For AMD GCN devices, you have to specify additionally the GPU to be used: `-march=<name>` where name is either `carrizo` or `fiji` (both: third generation) – or the fifth-generation `VEGA` (gfx900 or gfx906). In order to apply this setting to the AMD GCN offloading target, only, and not to the host (`-march=…`) or all other offloading targets (as with `-foffload=-march=…`), use `-foffload=amdgcn-amdhsa=<options>`. For instance: `-foffload=amdgcn-amdhsa="-march=gfx906"`. [NOTE: the target-triplet can be set when building the compiler and might differ between vendors; it can also be, e.g., `amdgcn-unknown-amdhsa`.]
=====
== Intel
*Get Started with OpenMP* Offload to GPU* - https://www.intel.com/content/www/us/en/develop/documentation/get-started-with-cpp-fortran-compiler-openmp/top.html[`https://www.intel.com/content/www/us/en/develop/documentation/get-started-with-cpp-fortran-compiler-openmp/top.html`]

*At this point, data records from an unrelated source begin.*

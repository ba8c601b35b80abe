use crate::exec::ast::{SimpleCommand, Word, WordPart};
use crate::exec::env;

/// Resolve a word to its final string. Undefined variables expand to nothing.
pub fn expand_word(word: &Word) -> String {
    let mut res = String::new();
    for part in &word.0 {
        match part {
            WordPart::Literal(s) => res.push_str(s),
            WordPart::Variable(name) => {
                if let Some(val) = env::get_var(name) {
                    res.push_str(&val);
                }
            }
        }
    }
    res
}

pub fn expand_verb(cmd: &SimpleCommand) -> Option<String> {
    cmd.verb.as_ref().map(expand_word)
}

/// Verb followed by each expanded parameter.
pub fn build_argv(cmd: &SimpleCommand) -> Vec<String> {
    let mut argv = Vec::with_capacity(cmd.params.len() + 1);
    if let Some(verb) = expand_verb(cmd) {
        argv.push(verb);
    }
    argv.extend(cmd.params.iter().map(expand_word));
    argv
}

#[cfg(test)]
mod tests {
    use super::*;
    use serial_test::serial;

    #[test]
    #[serial]
    fn test_expand_concatenation() {
        env::set_var("MINISH_EXPAND_DIR", "/tmp").unwrap();
        let word = Word(vec![
            WordPart::Variable("MINISH_EXPAND_DIR".to_string()),
            WordPart::Literal("/out.txt".to_string()),
        ]);
        assert_eq!(expand_word(&word), "/tmp/out.txt");
    }

    #[test]
    fn test_undefined_variable_is_empty() {
        let word = Word(vec![
            WordPart::Literal("a".to_string()),
            WordPart::Variable("MINISH_SURELY_UNDEFINED_VAR".to_string()),
            WordPart::Literal("b".to_string()),
        ]);
        assert_eq!(expand_word(&word), "ab");
    }

    #[test]
    fn test_build_argv() {
        let cmd = SimpleCommand::new("echo", &["hello", "world"]);
        assert_eq!(build_argv(&cmd), vec!["echo", "hello", "world"]);
    }
}
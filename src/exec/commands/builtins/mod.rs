pub mod assign;
pub mod cd;
pub mod exit;

use crate::exec::context::ShellContext;

/// Helper to register all built-in commands at once
pub fn register_all_builtins(ctx: &mut ShellContext) {
    // Navigation
    ctx.register_command("cd", Box::new(cd::CdCommand));

    // Shell lifetime
    ctx.register_command("exit", Box::new(exit::ExitCommand));
    ctx.register_command("quit", Box::new(exit::ExitCommand));
}
// Command tree consumed by the executor

#[derive(Debug, Clone, PartialEq)]
pub enum WordPart {
    Literal(String),
    // $NAME, resolved against the process environment
    Variable(String),
}

/// A string that may need expansion: its parts are concatenated in order.
#[derive(Debug, Clone, PartialEq, Default)]
pub struct Word(pub Vec<WordPart>);

impl Word {
    pub fn literal(s: &str) -> Self {
        Word(vec![WordPart::Literal(s.to_string())])
    }

    pub fn push(&mut self, part: WordPart) {
        // Merge adjacent literals so "a""b" stays a single part
        if let (WordPart::Literal(new), Some(WordPart::Literal(last))) =
            (&part, self.0.last_mut())
        {
            last.push_str(new);
            return;
        }
        self.0.push(part);
    }

    pub fn is_empty(&self) -> bool {
        self.0.is_empty()
    }
}

#[derive(Debug, Clone, PartialEq)]
pub struct Redirect {
    pub target: Word,
    pub append: bool, // >> instead of >; ignored for input
}

impl Redirect {
    pub fn truncate(target: Word) -> Self {
        Self { target, append: false }
    }

    pub fn append(target: Word) -> Self {
        Self { target, append: true }
    }
}

#[derive(Debug, Clone, PartialEq, Default)]
pub struct SimpleCommand {
    pub verb: Option<Word>,
    pub params: Vec<Word>,
    pub input: Option<Redirect>,
    pub output: Option<Redirect>,
    pub error: Option<Redirect>,
}

impl SimpleCommand {
    pub fn new(verb: &str, params: &[&str]) -> Self {
        Self {
            verb: Some(Word::literal(verb)),
            params: params.iter().map(|p| Word::literal(p)).collect(),
            ..Default::default()
        }
    }

    pub fn with_input(mut self, redirect: Redirect) -> Self {
        self.input = Some(redirect);
        self
    }

    pub fn with_output(mut self, redirect: Redirect) -> Self {
        self.output = Some(redirect);
        self
    }

    pub fn with_error(mut self, redirect: Redirect) -> Self {
        self.error = Some(redirect);
        self
    }
}

#[derive(Debug, Clone, Copy, PartialEq, Eq)]
pub enum Operator {
    None,           // leaf
    Sequential,     // a ; b
    Parallel,       // a & b
    Pipe,           // a | b
    CondOnZero,     // a && b
    CondOnNonZero,  // a || b
}

#[derive(Debug, Clone, PartialEq)]
pub enum Command {
    Simple(SimpleCommand),
    Binary {
        op: Operator,
        left: Box<Command>,
        right: Box<Command>,
    },
}

impl Command {
    pub fn simple(verb: &str, params: &[&str]) -> Self {
        Command::Simple(SimpleCommand::new(verb, params))
    }

    pub fn binary(op: Operator, left: Command, right: Command) -> Self {
        Command::Binary { op, left: Box::new(left), right: Box::new(right) }
    }

    pub fn op(&self) -> Operator {
        match self {
            Command::Simple(_) => Operator::None,
            Command::Binary { op, .. } => *op,
        }
    }
}

impl From<SimpleCommand> for Command {
    fn from(cmd: SimpleCommand) -> Self {
        Command::Simple(cmd)
    }
}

https://www.intel.com/content/www/us/en/developer/videos/three-quick-practical-examples-openmp-offload-gpus.html#gs.drs907[`https://www.intel.com/content/www/us/en/developer/videos/three-quick-practical-examples-openmp-offload-gpus.html#gs.drs907`]
=====
The OpenMP* Offload to GPU feature of the Intel® oneAPI DPC++/C++ Compiler and the Intel® Fortran Compiler
(Beta) compiles OpenMP source files for a wide range of accelerators. Only the icx
and ifx compilers support the OpenMP Offload feature.
...
Intel supports two new options:
* `-qopenmp`
* `-fopenmp-targets=spir64`
that support OpenMP and offloading execution on CPU and GPU. The `-qopenmp`
option enables a middle-end that supports the transformation of OpenMP
in LLVM* (but not in the Clang* front-end). The `-fopenmp-targets=spir64`
option enables the compiler to generate a x86 + SPIR64
fat binary for the GPU device binary generation.
=====
=== Compiling and Running an Example
The following code is instrumented for OpenMP via various pragmas:
-----
// matmul.cpp: Matrix Multiplication Example using OpenMP Offloading
#include <stdio.h>
#include <math.h>
#include <stdlib.h>
#define MAX 128
int A[MAX][MAX], B[MAX][MAX], C[MAX][MAX], C_SERIAL[MAX][MAX];
typedef int BOOL;
typedef int TYPE;
BOOL check_result(TYPE *actual, TYPE *expected, unsigned n) {
for (unsigned i = 0; i < n; i++) {
if(actual[i] != expected[i]) {
printf("Value mismatch at index = %d. Expected: %d"
", Actual: %d.\n", i, expected[i], actual[i]);
return 0;
}
}
return 1;
}
void __attribute__ ((noinline)) Compute()
{
#pragma omp target teams distribute parallel for map(to: A, B) map(tofrom: C) \
thread_limit(128)
{
for (int i = 0; i < MAX; i++)
for (int j = 0; j < MAX; j++)
for (int k = 0; k < MAX; k++)
C[i][j] += A[i][k] * B[k][j];
}
}
int main() {
for (int i = 0; i < MAX; i++)
for (int j = 0; j < MAX; j++) {
A[i][j] = i + j - 1;
B[i][j] = i - j + 1;
}
for (int i = 0; i < MAX; i++)
for (int j = 0; j < MAX; j++)
for (int k = 0; k < MAX; k++)
C_SERIAL[i][j] += A[i][k] * B[k][j];
Compute();
if (!check_result((int*) &C[0][0], (int*) &C_SERIAL[0][0], MAX * MAX)) {
printf("FAILED\n");
return 1;
}
printf("PASSED\n");
return 0;
}
-----
==== Compiling the Code
This code `matmul_offload.cpp` is compiled for GPU offloading via:
-----
icpx -qopenmp -fopenmp-targets=spir64 matmul_offload.cpp -o matmul
-----
C codes are compiled for this using `icx`, Fortran codes with `ifx`, and Cpp codes with `ifx`.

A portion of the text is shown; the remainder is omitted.